Inverse modulation of motor neuron cellular and synaptic properties can maintain the same motor output.

Although often examined in isolation, a single neuromodulator typically has multiple cellular and synaptic effects. Here, we have examined the interaction of the cellular and synaptic effects of 5-HT in the lamprey spinal cord. 5-HT reduces the amplitude of glutamatergic synaptic inputs and the slow post-spike afterhyperpolarization (sAHP) in motor neurons. We examined the interaction between these effects using ventral root activity evoked by stimulation of the spinal cord. While 5-HT reduced excitatory glutamatergic synaptic inputs in motor neurons to approximately 60% of control, ventral root activity was not significantly affected. The reduction of the sAHP by 5-HT increased motor neuron excitability by reducing spike frequency adaptation, an effect that could in principle have opposed the reduction of the excitatory synaptic input. Support for this was sought by reducing the amplitude of the sAHP by applying the toxin apamin before 5-HT application.
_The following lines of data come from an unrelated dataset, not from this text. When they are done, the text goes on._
//! Result types returned by a conversion run.
//!
//! Everything here is `Serialize` so the CLI can emit a machine-readable
//! summary with `--json`, and callers can persist a run record next to the
//! Markdown file.

use crate::pipeline::format::DocumentFormat;
use crate::pipeline::verify::VerificationReport;
use serde::{Deserialize, Serialize};
use std::path::PathBuf;

/// One image written to the image store.
#[derive(Debug, Clone, PartialEq, Eq, Serialize, Deserialize)]
pub struct ExtractedImage {
    /// File name inside the images directory, e.g. `image_p2_1.png`.
    pub file_name: String,
    /// Reference as inserted into the Markdown, relative to the output dir
    /// (e.g. `images/image_p2_1.png`).
    pub reference: String,
    /// Absolute (or output-dir-joined) location on disk.
    pub path: PathBuf,
    /// Payload size in bytes.
    pub bytes: u64,
}

/// Which path produced the primary Markdown before post-processing.
#[derive(Debug, Clone, Copy, PartialEq, Eq, Serialize, Deserialize)]
#[serde(rename_all = "lowercase")]
pub enum ConversionPath {
    /// The external CLI tool succeeded.
    External,
    /// A built-in format converter ran.
    Builtin,
}

/// Summary of a finished conversion.
#[derive(Debug, Clone, Serialize, Deserialize)]
pub struct ConversionOutput {
    /// The Markdown file that was written.
    pub output_path: PathBuf,
    /// Format detected from the input extension.
    pub format: DocumentFormat,
    /// External tool or built-in converter.
    pub path: ConversionPath,
    /// Every image written during this run, in the order it was saved.
    pub images: Vec<ExtractedImage>,
    /// Whether the enhancement pass replaced the Markdown.
    pub enhanced: bool,
    /// Image-reference check, when verification is enabled.
    pub verification: Option<VerificationReport>,
    /// Wall-clock time for the whole run.
    pub duration_ms: u64,
}

/// Markdown text plus the images a converter wrote while producing it.
#[derive(Debug, Clone, Default)]
pub struct ConvertedDocument {
    pub markdown: String,
    pub images: Vec<ExtractedImage>,
}

impl ConvertedDocument {
    pub fn new(markdown: String, images: Vec<ExtractedImage>) -> Self {
        Self { markdown, images }
    }
}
In these experiments, 5-HT reduced the ventral root response, presumably because the reduction of the synaptic input now dominated. This was supported by computer simulations that showed that the motor output could be maintained over a wide range of synaptic input values if they were matched by changes in postsynaptic excitability. The effects of 5-HT on ventral root responses were altered by spinal cord lesions: 5-HT significantly increased ventral root responses in animals that recovered good locomotor function, consistent with a lesion-induced reduction in the synaptic effects of 5-HT, which thus biases its effects to the increase in motor neuron excitability.